Output the records that follow, keeping every line exactly as it is.

*-*-*

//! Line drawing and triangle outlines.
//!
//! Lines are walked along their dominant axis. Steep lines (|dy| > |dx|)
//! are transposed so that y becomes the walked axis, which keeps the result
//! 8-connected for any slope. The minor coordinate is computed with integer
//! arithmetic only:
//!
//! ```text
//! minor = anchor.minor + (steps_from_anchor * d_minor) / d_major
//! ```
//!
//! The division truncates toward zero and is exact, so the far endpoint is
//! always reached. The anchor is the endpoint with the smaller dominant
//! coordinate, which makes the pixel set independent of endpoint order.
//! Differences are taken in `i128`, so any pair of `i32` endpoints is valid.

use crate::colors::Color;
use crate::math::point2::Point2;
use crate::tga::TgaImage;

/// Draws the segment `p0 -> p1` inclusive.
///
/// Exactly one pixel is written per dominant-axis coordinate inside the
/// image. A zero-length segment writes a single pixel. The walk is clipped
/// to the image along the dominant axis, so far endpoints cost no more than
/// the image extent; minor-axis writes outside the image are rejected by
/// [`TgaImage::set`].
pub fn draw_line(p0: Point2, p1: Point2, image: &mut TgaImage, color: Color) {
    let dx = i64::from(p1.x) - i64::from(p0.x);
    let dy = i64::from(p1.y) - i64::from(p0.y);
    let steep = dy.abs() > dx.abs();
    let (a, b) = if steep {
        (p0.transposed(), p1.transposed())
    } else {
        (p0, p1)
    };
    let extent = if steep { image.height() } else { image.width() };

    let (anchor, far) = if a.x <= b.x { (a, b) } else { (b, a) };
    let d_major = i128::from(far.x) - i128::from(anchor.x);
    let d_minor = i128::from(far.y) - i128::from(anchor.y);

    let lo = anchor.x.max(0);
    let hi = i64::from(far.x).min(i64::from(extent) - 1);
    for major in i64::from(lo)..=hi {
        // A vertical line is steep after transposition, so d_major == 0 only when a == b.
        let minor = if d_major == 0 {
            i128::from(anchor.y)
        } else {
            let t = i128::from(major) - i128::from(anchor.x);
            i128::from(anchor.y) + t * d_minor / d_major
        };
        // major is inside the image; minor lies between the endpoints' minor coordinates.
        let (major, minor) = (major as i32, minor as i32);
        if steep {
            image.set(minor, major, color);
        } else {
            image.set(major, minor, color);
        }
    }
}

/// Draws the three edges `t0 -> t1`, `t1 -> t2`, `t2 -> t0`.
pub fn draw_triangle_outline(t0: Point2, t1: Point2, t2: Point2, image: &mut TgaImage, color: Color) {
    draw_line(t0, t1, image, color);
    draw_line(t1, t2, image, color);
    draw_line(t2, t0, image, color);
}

*-*-*

**RESPONSE BOX**
//! Line drawing and triangle outlines.
//!
//! Lines are walked along their dominant axis. Steep lines (|dy| > |dx|)
//! are transposed so that y becomes the walked axis, which keeps the result
//! 8-connected for any slope. The minor coordinate is computed with integer
//! arithmetic only:
//!
//! ```text
//! minor = anchor.minor + (steps_from_anchor * d_minor) / d_major
//! ```
//!
//! The division truncates toward zero and is exact, so the far endpoint is
//! always reached. The anchor is the endpoint with the smaller dominant
//! coordinate, which makes the pixel set independent of endpoint order.
//! Differences are taken in `i128`, so any pair of `i32` endpoints is valid.

use crate::colors::Color;
use crate::math::point2::Point2;
use crate::tga::TgaImage;

/// Draws the segment `p0 -> p1` inclusive.
///
/// Exactly one pixel is written per dominant-axis coordinate inside the
/// image. A zero-length segment writes a single pixel. The walk is clipped
/// to the image along the dominant axis, so far endpoints cost no more than
/// the image extent; minor-axis writes outside the image are rejected by
/// [`TgaImage::set`].
pub fn draw_line(p0: Point2, p1: Point2, image: &mut TgaImage, color: Color) {
    let dx = i64::from(p1.x) - i64::from(p0.x);
    let dy = i64::from(p1.y) - i64::from(p0.y);
    let steep = dy.abs() > dx.abs();
    let (a, b) = if steep {
        (p0.transposed(), p1.transposed())
    } else {
        (p0, p1)
    };
    let extent = if steep { image.height() } else { image.width() };

    let (anchor, far) = if a.x <= b.x { (a, b) } else { (b, a) };
    let d_major = i128::from(far.x) - i128::from(anchor.x);
    let d_minor = i128::from(far.y) - i128::from(anchor.y);

    let lo = anchor.x.max(0);
    let hi = i64::from(far.x).min(i64::from(extent) - 1);
    for major in i64::from(lo)..=hi {
        // A vertical line is steep after transposition, so d_major == 0 only when a == b.
        let minor = if d_major == 0 {
            i128::from(anchor.y)
        } else {
            let t = i128::from(major) - i128::from(anchor.x);
            i128::from(anchor.y) + t * d_minor / d_major
        };
        // major is inside the image; minor lies between the endpoints' minor coordinates.
        let (major, minor) = (major as i32, minor as i32);
        if steep {
            image.set(minor, major, color);
        } else {
            image.set(major, minor, color);
        }
    }
}

/// Draws the three edges `t0 -> t1`, `t1 -> t2`, `t2 -> t0`.
pub fn draw_triangle_outline(t0: Point2, t1: Point2, t2: Point2, image: &mut TgaImage, color: Color) {
    draw_line(t0, t1, image, color);
    draw_line(t1, t2, image, color);
    draw_line(t2, t0, image, color);
}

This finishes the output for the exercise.